Truman had just ordered U.S. troops to intervene in the Korean War, and could not afford to have the railways paralyzed. The strike continued until May 1952, when the Brotherhood of Railroad Trainmen, the Order of Railway Conductors and the Brotherhood of Locomotive Firemen and Enginemen accepted the government's terms and returned to work.

In the late 1950s, the union's Department of Legal Counsel (connecting injured members to prescreened attorneys) ran afoul of the Virginia State Bar. However, the union appealed to the United States Supreme Court, which in 1964 found the prosecution violated the railroad workers' first amendment right to associate, citing NAACP v. Button and Gideon v. Wainwright.

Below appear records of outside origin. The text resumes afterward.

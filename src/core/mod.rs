//! Core types shared across the capture pipeline.
//!
//! This module contains foundational types used throughout the system:
//! - Frame types for captured video
//! - Sensor channels and sample values from the headset

mod frame;
mod sample;

pub use frame::{Frame, PixelFormat};
pub use sample::{SampleValue, SensorChannel, CHANNEL_COUNT};
use anyhow::anyhow;
use bytes::Bytes;

/// Pixel layout of a frame buffer.
#[derive(Debug, Clone, Copy, PartialEq, Eq)]
#[repr(u8)]
pub enum PixelFormat {
    /// Packed 24-bit RGB, 3 bytes per pixel
    Rgb24 = 0,
    /// Packed 32-bit RGBA, 4 bytes per pixel
    Rgba32 = 1,
}

impl PixelFormat {
    pub fn bytes_per_pixel(&self) -> usize {
        match self {
            PixelFormat::Rgb24 => 3,
            PixelFormat::Rgba32 => 4,
        }
    }
}

impl TryFrom<u8> for PixelFormat {
    type Error = anyhow::Error;

    fn try_from(value: u8) -> Result<Self, Self::Error> {
        match value {
            0 => Ok(PixelFormat::Rgb24),
            1 => Ok(PixelFormat::Rgba32),
            other => Err(anyhow!("unknown pixel format tag: {other}")),
        }
    }
}

/// A single captured video frame.
///
/// The pixel buffer is reference-counted and immutable once constructed,
/// so cloning a frame is cheap and published frames cannot change under
/// a consumer.
#[derive(Debug, Clone)]
pub struct Frame {
    /// Width in pixels
    pub width: u32,
    /// Height in pixels
    pub height: u32,
    /// Layout of `pixels`
    pub format: PixelFormat,
    /// Position within one capture run, starting at 0
    pub sequence: u64,
    /// Capture timestamp in microseconds since the source started
    pub timestamp_us: u64,
    /// Raw pixel data, `height` rows of `stride()` bytes each
    pub pixels: Bytes,
}

impl Frame {
    /// Create a frame with sequence and timestamp zero.
    pub fn new(width: u32, height: u32, format: PixelFormat, pixels: Bytes) -> Self {
        Self {
            width,
            height,
            format,
            sequence: 0,
            timestamp_us: 0,
            pixels,
        }
    }

    /// Builder-style setter for the sequence number.
    pub fn with_sequence(mut self, sequence: u64) -> Self {
        self.sequence = sequence;
        self
    }

    /// Builder-style setter for the capture timestamp.
    pub fn with_timestamp(mut self, timestamp_us: u64) -> Self {
        self.timestamp_us = timestamp_us;
        self
    }

    /// Bytes per row.
    pub fn stride(&self) -> usize {
        self.width as usize * self.format.bytes_per_pixel()
    }

    /// Buffer length implied by the dimensions and format.
    pub fn expected_len(&self) -> usize {
        self.stride() * self.height as usize
    }

    /// Whether the buffer length matches the declared dimensions.
    pub fn is_valid(&self) -> bool {
        self.width > 0 && self.height > 0 && self.pixels.len() == self.expected_len()
    }
}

The Brotherhood reached its greatest size in 1956, with 217,176 members, after which railroad traffic and employment began to decline. In 1957 the BRT affiliated with the AFL-CIO and the Canadian Labour Congress. Charles Luna became president in 1963. On 1 January 1969 the BRT merged with three other unions to form the United Transportation Union. The others were the Brotherhood of Locomotive Firemen and Enginemen, the Order of Railway Conductors and Brakemen and the Switchmen’s Union of North America. Charles Luna became president of the combined union.